Right click “Research”
“Add” -> “Website”
URL: for instance try freimaurer-wiki.de/index.php/Brüderlichkeit - i.e. the Umlaut is not URL encoded)
Enter any title, click OK
Error message: “URL import failed”

Keep up the good work!

Phil

tiho_d · December 11, 2018, 12:39pm

Thanks for reporting this issue, Phirl. I have filed it in our bug tracking system, Unfortunately I cannot propose a workaround at the moment.

philr · December 11, 2018, 12:41pm

Thanks, @tiho_d - my current workaround is copy-pasting into a new document, for my purposes, this works temporarily.

tiho_d · December 11, 2018, 1:36pm

You can also try saving the URL into an MHT via the browser and drop it inside the Binder Research folder.

Pekoo · January 28, 2020, 2:54pm

The bug still exists. (Version 2.9.0.36 Beta (818046) 64-bit - 28 Jan 2020)

Interesting: If I e.g. enter the link de.wikipedia.org/wiki/J appears. Everything after the “J” is ignored.
But if I look at the link to the imported website in the status bar, the correct link de.wikipedia.org/wiki/Jōmon-Zeit appears there in both cases and if I click on the link, the correct website appears in the browser.
Of course I could convert the corresponding page into a PDF, but then I would not be able to search the text anymore. Therefore I would be very grateful for a fix of this bug.

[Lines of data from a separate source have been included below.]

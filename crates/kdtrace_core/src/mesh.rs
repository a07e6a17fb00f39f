//! Mesh geometry representation.
//!
//! This module provides a format-agnostic indexed mesh that can be populated
//! from OBJ files or built procedurally, and flattened into per-triangle
//! records for the renderer.

use kdtrace_math::{Aabb, Vec3};

/// A mesh consisting of vertex positions, optional normals, and triangle indices.
#[derive(Clone, Debug)]
pub struct Mesh {
    /// Vertex positions (one Vec3 per vertex)
    pub positions: Vec<Vec3>,

    /// Vertex normals (optional - will be computed if not provided)
    pub normals: Option<Vec<Vec3>>,

    /// UV coordinates (optional - one [u, v] per vertex)
    pub uvs: Option<Vec<[f32; 2]>>,

    /// Triangle indices (every 3 indices form a triangle)
    pub indices: Vec<u32>,

    /// Axis-aligned bounding box
    pub bounds: Aabb,
}

/// One triangle flattened out of a [`Mesh`].
///
/// Normals are always usable: any vertex without a normal (missing or zero)
/// carries the flat face normal instead.
#[derive(Clone, Copy, Debug, PartialEq)]
pub struct TriangleRecord {
    pub positions: [Vec3; 3],
    pub normals: [Vec3; 3],
    pub uvs: Option<[[f32; 2]; 3]>,
}

impl TriangleRecord {
    /// Unit face normal from the winding `p0 -> p1 -> p2`.
    pub fn face_normal(positions: &[Vec3; 3]) -> Vec3 {
        let edge1 = positions[1] - positions[0];
        let edge2 = positions[2] - positions[0];
        edge1.cross(edge2).normalize_or_zero()
    }
}

impl Mesh {
    /// Create a new mesh from positions and indices, optionally with normals.
    pub fn new(positions: Vec<Vec3>, indices: Vec<u32>, normals: Option<Vec<Vec3>>) -> Self {
        let bounds = Self::compute_bounds(&positions);
        Self {
            positions,
            normals,
            uvs: None,
            indices,
            bounds,
        }
    }

    /// Create a new mesh with UV coordinates.
    pub fn new_with_uvs(
        positions: Vec<Vec3>,
        indices: Vec<u32>,
        normals: Option<Vec<Vec3>>,
        uvs: Option<Vec<[f32; 2]>>,
    ) -> Self {
        let bounds = Self::compute_bounds(&positions);
        Self {
            positions,
            normals,
            uvs,
            indices,
            bounds,
        }
    }

    /// Latitude/longitude sphere with smooth normals.
    ///
    /// `segments` slices around Y, `rings` stacks from pole to pole.
    pub fn uv_sphere(center: Vec3, radius: f32, segments: u32, rings: u32) -> Self {
        let segments = segments.max(3);
        let rings = rings.max(2);

        let mut positions = Vec::new();
        let mut normals = Vec::new();
        let mut uvs = Vec::new();
        for ring in 0..=rings {
            let v = ring as f32 / rings as f32;
            let theta = v * std::f32::consts::PI;
            for seg in 0..=segments {
                let u = seg as f32 / segments as f32;
                let phi = u * std::f32::consts::TAU;
                let n = Vec3::new(theta.sin() * phi.cos(), theta.cos(), theta.sin() * phi.sin());
                positions.push(center + n * radius);
                normals.push(n);
                uvs.push([u, v]);
            }
        }

        let stride = segments + 1;
        let mut indices = Vec::new();
        for ring in 0..rings {
            for seg in 0..segments {
                let a = ring * stride + seg;
                let b = a + stride;
                // Skip the zero-area triangles that collapse at the poles
                if ring != 0 {
                    indices.extend_from_slice(&[a, a + 1, b]);
                }
                if ring != rings - 1 {
                    indices.extend_from_slice(&[a + 1, b + 1, b]);
                }
            }
        }

        Self::new_with_uvs(positions, indices, Some(normals), Some(uvs))
    }

    /// Compute axis-aligned bounding box from positions.
    fn compute_bounds(positions: &[Vec3]) -> Aabb {
        positions.iter().fold(Aabb::EMPTY, |mut acc, p| {
            acc.include_point(*p);
            acc
        })
    }

    /// Compute smooth vertex normals by averaging face normals.
    ///
    /// Each vertex normal is the normalized sum of the (area-weighted) face
    /// normals of the faces sharing that vertex. Vertices used by no face
    /// get a zero normal, which triangle extraction later backfills.
    pub fn compute_normals(&mut self) {
        let vertex_count = self.positions.len();
        let mut normals = vec![Vec3::ZERO; vertex_count];

        for face in self.indices.chunks_exact(3) {
            let i0 = face[0] as usize;
            let i1 = face[1] as usize;
            let i2 = face[2] as usize;

            if i0 >= vertex_count || i1 >= vertex_count || i2 >= vertex_count {
                continue;
            }

            let edge1 = self.positions[i1] - self.positions[i0];
            let edge2 = self.positions[i2] - self.positions[i0];
            let face_normal = edge1.cross(edge2);

            normals[i0] += face_normal;
            normals[i1] += face_normal;
            normals[i2] += face_normal;
        }

        for normal in &mut normals {
            *normal = normal.normalize_or_zero();
        }

        self.normals = Some(normals);
    }

    /// Get the number of triangles in the mesh.
    pub fn triangle_count(&self) -> usize {
        self.indices.len() / 3
    }

    /// Get the number of vertices in the mesh.
    pub fn vertex_count(&self) -> usize {
        self.positions.len()
    }

    /// Flatten the indexed mesh into triangle records.
    ///
    /// Faces referencing a vertex that does not exist are skipped with a
    /// warning. Vertex normals that are missing or zero are replaced by the
    /// face normal so that every record is ready for intersection.
    pub fn triangles(&self) -> Vec<TriangleRecord> {
        let mut triangles = Vec::with_capacity(self.triangle_count());
        let vertex_count = self.positions.len();

        for chunk in self.indices.chunks_exact(3) {
            let idx = [chunk[0] as usize, chunk[1] as usize, chunk[2] as usize];

            if idx.iter().any(|&i| i >= vertex_count) {
                log::warn!(
                    "Invalid triangle indices: {:?}, vertex count: {}",
                    idx,
                    vertex_count
                );
                continue;
            }

            let positions = idx.map(|i| self.positions[i]);
            let face_normal = TriangleRecord::face_normal(&positions);

            let normals = idx.map(|i| {
                let n = self
                    .normals
                    .as_ref()
                    .and_then(|normals| normals.get(i).copied())
                    .unwrap_or(Vec3::ZERO);
                if n == Vec3::ZERO {
                    face_normal
                } else {
                    n
                }
            });

            let uvs = self.uvs.as_ref().and_then(|uvs| {
                let get = |i: usize| uvs.get(i).copied();
                Some([get(idx[0])?, get(idx[1])?, get(idx[2])?])
            });

            triangles.push(TriangleRecord {
                positions,
                normals,
                uvs,
            });
        }

        triangles
    }
}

Pekoo · January 29, 2020, 7:20am

Small addendum: The following link will be imported without problems, although it decodes the url in the same way as the link above:
https://de.wikipedia.org/w/index.php?title=J%C5%8Dmon-Zeit&oldid=195264490

JJSlote · January 29, 2020, 12:49pm

We can also import a web page by dragging the left icon from the browser’s URL bar – typically a padlock for a secure site – into the Research section in Scrivener’s binder. The same bug will be effected. Scrivener’s footer bar displays the intended site link, but the page actually imported and displayed reflects a URL truncated at the special character.

Rgds - Jerome

JJSlote · January 29, 2020, 4:59pm

Likewise, an addendum. The link with an umlaut, originally reported by PhilR to fail on import, does import successfully in v. 36.

freimaurer-wiki.de/index.php/Br … erlichkeit

Whereas the link reported by Pekoo that truncates on import has an overscored o. A transliteration of the Japanese? Of course we’ll experience the same truncation effect on English-language URLs that include the character. The link below will drag or paste in as Wikimedia Commons Category:J.

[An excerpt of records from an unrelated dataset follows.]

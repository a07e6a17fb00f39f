use crate::{Axis, Interval, Ray, Vec3};

/// Axis-Aligned Bounding Box for the kd-tree and bounding-volume meshes.
///
/// Stored as a min/max corner pair. Boxes produced by [`crate::bounding_box`]
/// satisfy `min[i] <= max[i]` on every axis; a box may be flat (zero width)
/// on an axis, which is the common case for axis-aligned triangles.
#[derive(Debug, Copy, Clone, PartialEq)]
pub struct Aabb {
    pub min: Vec3,
    pub max: Vec3,
}

impl Aabb {
    /// Create a box from its corners as given.
    pub fn new(min: Vec3, max: Vec3) -> Self {
        Self { min, max }
    }

    /// Grow this box so it also contains `other`.
    pub fn expand(&mut self, other: &Aabb) {
        self.min = self.min.min(other.min);
        self.max = self.max.max(other.max);
    }

    /// Grow this box so it also contains `p`.
    pub fn include_point(&mut self, p: Vec3) {
        self.min = self.min.min(p);
        self.max = self.max.max(p);
    }

    /// Slab test: the parametric interval over which `r` is inside the box.
    ///
    /// Axes are folded in X, Y, Z order. The lower bound is clamped to 0, so a
    /// box behind the ray comes back with `max < min` or `max < 0`. Rays
    /// parallel to an axis are not special-cased: the reciprocal direction is
    /// a signed infinity and the crossings degenerate on their own.
    pub fn intersect(&self, r: &Ray) -> Interval {
        let inv = r.inverse_direction();

        let mut tmin = f32::NEG_INFINITY;
        let mut tmax = f32::INFINITY;
        for axis in Axis::ALL {
            let o = axis.of(r.origin);
            let d = axis.of(inv);
            let t1 = (axis.of(self.min) - o) * d;
            let t2 = (axis.of(self.max) - o) * d;
            tmin = tmin.max(t1.min(t2));
            tmax = tmax.min(t1.max(t2));
        }

        Interval::new(tmin.max(0.0), tmax)
    }

    /// True if the ray enters the box at or after its origin.
    pub fn hit(&self, r: &Ray) -> bool {
        let t = self.intersect(r);
        !t.is_empty() && t.max > 0.0
    }

    /// Which side(s) of `point` on `axis` this box reaches.
    ///
    /// Returns `(min <= point, max >= point)`. A box straddling the plane
    /// answers `true` for both.
    pub fn partition(&self, axis: Axis, point: f32) -> (bool, bool) {
        (axis.of(self.min) <= point, axis.of(self.max) >= point)
    }

    /// True if the two boxes share any point (touching counts).
    pub fn overlaps(&self, other: &Aabb) -> bool {
        self.max.x >= other.min.x
            && self.min.x <= other.max.x
            && self.max.y >= other.min.y
            && self.min.y <= other.max.y
            && self.max.z >= other.min.z
            && self.min.z <= other.max.z
    }

    /// Extent of the box along each axis.
    pub fn size(&self) -> Vec3 {
        self.max - self.min
    }

    /// The axis with the longest extent. Ties fall through to Z.
    pub fn longest_axis(&self) -> Axis {
        let s = self.size().abs();
        if s.x > s.y && s.x > s.z {
            Axis::X
        } else if s.y > s.x && s.y > s.z {
            Axis::Y
        } else {
            Axis::Z
        }
    }

    /// Returns the center point of the bounding box.
    pub fn centroid(&self) -> Vec3 {
        (self.min + self.max) * 0.5
    }

    /// Identity for `expand`: contains nothing.
    pub const EMPTY: Aabb = Aabb {
        min: Vec3::INFINITY,
        max: Vec3::NEG_INFINITY,
    };
}

#[cfg(test)]
mod tests {
    use super::*;

    fn unit_box() -> Aabb {
        Aabb::new(Vec3::splat(-1.0), Vec3::splat(1.0))
    }

    #[test]
    fn test_aabb_expand() {
        let mut a = Aabb::new(Vec3::ZERO, Vec3::splat(5.0));
        let b = Aabb::new(Vec3::splat(3.0), Vec3::new(10.0, 4.0, 10.0));
        a.expand(&b);

        assert_eq!(a.min, Vec3::ZERO);
        assert_eq!(a.max, Vec3::new(10.0, 5.0, 10.0));

        let mut empty = Aabb::EMPTY;
        empty.expand(&b);
        assert_eq!(empty, b);
    }

    #[test]
    fn test_slab_hit_through_center() {
        let ray = Ray::new(Vec3::new(0.0, 0.0, -5.0), Vec3::Z);
        let t = unit_box().intersect(&ray);

        assert_eq!(t.min, 4.0);
        assert_eq!(t.max, 6.0);
        assert!(unit_box().hit(&ray));
    }

    #[test]
    fn test_slab_origin_inside_clamps_to_zero() {
        let ray = Ray::new(Vec3::ZERO, Vec3::X);
        let t = unit_box().intersect(&ray);

        assert_eq!(t.min, 0.0);
        assert_eq!(t.max, 1.0);
    }

    #[test]
    fn test_slab_pointing_away() {
        let ray = Ray::new(Vec3::new(0.0, 0.0, -5.0), -Vec3::Z);
        let t = unit_box().intersect(&ray);

        assert!(t.max < t.min || t.max < 0.0);
        assert!(!unit_box().hit(&ray));
    }

    #[test]
    fn test_slab_parallel_ray_outside() {
        // Direction has zero X and Y: those slabs become +/- infinity
        let ray = Ray::new(Vec3::new(10.0, 0.0, 0.0), Vec3::Z);
        let t = unit_box().intersect(&ray);

        assert!(t.max < t.min);
        assert!(!unit_box().hit(&ray));
    }

    #[test]
    fn test_slab_parallel_ray_inside_slab() {
        let ray = Ray::new(Vec3::new(0.5, 0.5, -3.0), Vec3::Z);
        let t = unit_box().intersect(&ray);

        assert_eq!(t.min, 2.0);
        assert_eq!(t.max, 4.0);
    }

    #[test]
    fn test_slab_flat_box() {
        // Zero-width on Z, like a triangle lying in the z=0 plane
        let flat = Aabb::new(Vec3::new(-1.0, -1.0, 0.0), Vec3::new(1.0, 1.0, 0.0));
        let ray = Ray::new(Vec3::new(0.0, 0.0, -2.0), Vec3::Z);
        let t = flat.intersect(&ray);

        assert_eq!(t.min, 2.0);
        assert_eq!(t.max, 2.0);
        assert!(flat.hit(&ray));
    }

    #[test]
    fn test_partition() {
        let aabb = Aabb::new(Vec3::new(0.0, 0.0, 0.0), Vec3::new(2.0, 2.0, 2.0));

        assert_eq!(aabb.partition(Axis::X, 1.0), (true, true));
        assert_eq!(aabb.partition(Axis::Y, -1.0), (false, true));
        assert_eq!(aabb.partition(Axis::Z, 3.0), (true, false));
        // Touching the plane counts for both sides
        assert_eq!(aabb.partition(Axis::X, 2.0), (true, true));
        assert_eq!(aabb.partition(Axis::X, 0.0), (true, true));
    }

    #[test]
    fn test_overlaps() {
        let a = Aabb::new(Vec3::ZERO, Vec3::splat(1.0));
        let b = Aabb::new(Vec3::splat(1.0), Vec3::splat(2.0));
        let c = Aabb::new(Vec3::splat(1.5), Vec3::splat(2.0));

        assert!(a.overlaps(&b));
        assert!(!a.overlaps(&c));
    }

    #[test]
    fn test_aabb_centroid() {
        let aabb = Aabb::new(Vec3::ZERO, Vec3::splat(10.0));
        assert_eq!(aabb.centroid(), Vec3::splat(5.0));
    }

    #[test]
    fn test_aabb_longest_axis() {
        assert_eq!(Aabb::new(Vec3::ZERO, Vec3::new(10.0, 1.0, 1.0)).longest_axis(), Axis::X);
        assert_eq!(Aabb::new(Vec3::ZERO, Vec3::new(1.0, 10.0, 1.0)).longest_axis(), Axis::Y);
        assert_eq!(Aabb::new(Vec3::ZERO, Vec3::new(1.0, 1.0, 10.0)).longest_axis(), Axis::Z);
    }
}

commons.wikimedia.org/wiki/Cate … nal_Museum

So an umlaut flies while an overscore flails as of this round.

Cheers - Jerome

Pekoo · August 11, 2020, 6:52am

Websites with special characters (tested with umlauts) are still not imported. Is this bug even processed? It should only be a bug in the used character set. (Beta 2.9.9.8)

krastev · August 11, 2020, 7:10pm

It’s probably something on your machine. I just tested it and it works perfectly for me. Encoded or not encoded it doesn’t matter, it imports the page without a problem.

Pekoo · August 13, 2020, 4:54am

When I visit the website de.wikipedia.org/wiki/K%C3%A4se
with umlauts in the address, I only get an error message (see picture). Within a web page, special characters do not cause any problems for me either - only with URLs.

error scrivener.jpg

tiho_d · August 13, 2020, 8:38am

@Pekoo: We have adjusted the Web Page import function. Give it another test with the next update.

krastev · August 13, 2020, 4:20pm

As I said, I tested it with umlauts in the address(both encoded and not URL encoded), and it works for me.

tiho_d · August 13, 2020, 5:21pm

@Krastev: The Pekoo’s example did not work and I could reproduce the error. Now all example URLs from this thread import successfully.

rwfranz · August 14, 2020, 2:40am

I managed to import the link given, but I noticed the progress bar froze at about 20%, leading me to believe Scriv had frozen. I waited about a minute, and it did complete the import. It was just slow.

Pekoo · August 15, 2020, 5:08am

At least since 2.9.9.9. there has been significant progress: Umlauts are accepted in the address. Unfortunately the import still aborts as soon as you use an umlaut in the title.

tiho_d · August 15, 2020, 6:59am

Thanks, Pekoo! Umlauts in the title has been fixed too and will be available in the next update. Avoiding Unicode characters in the Title during import is the workaround at the moment. Once imported, you can change the Binder name with anything you like.

Pekoo · August 16, 2020, 6:17am

Thank you for this information.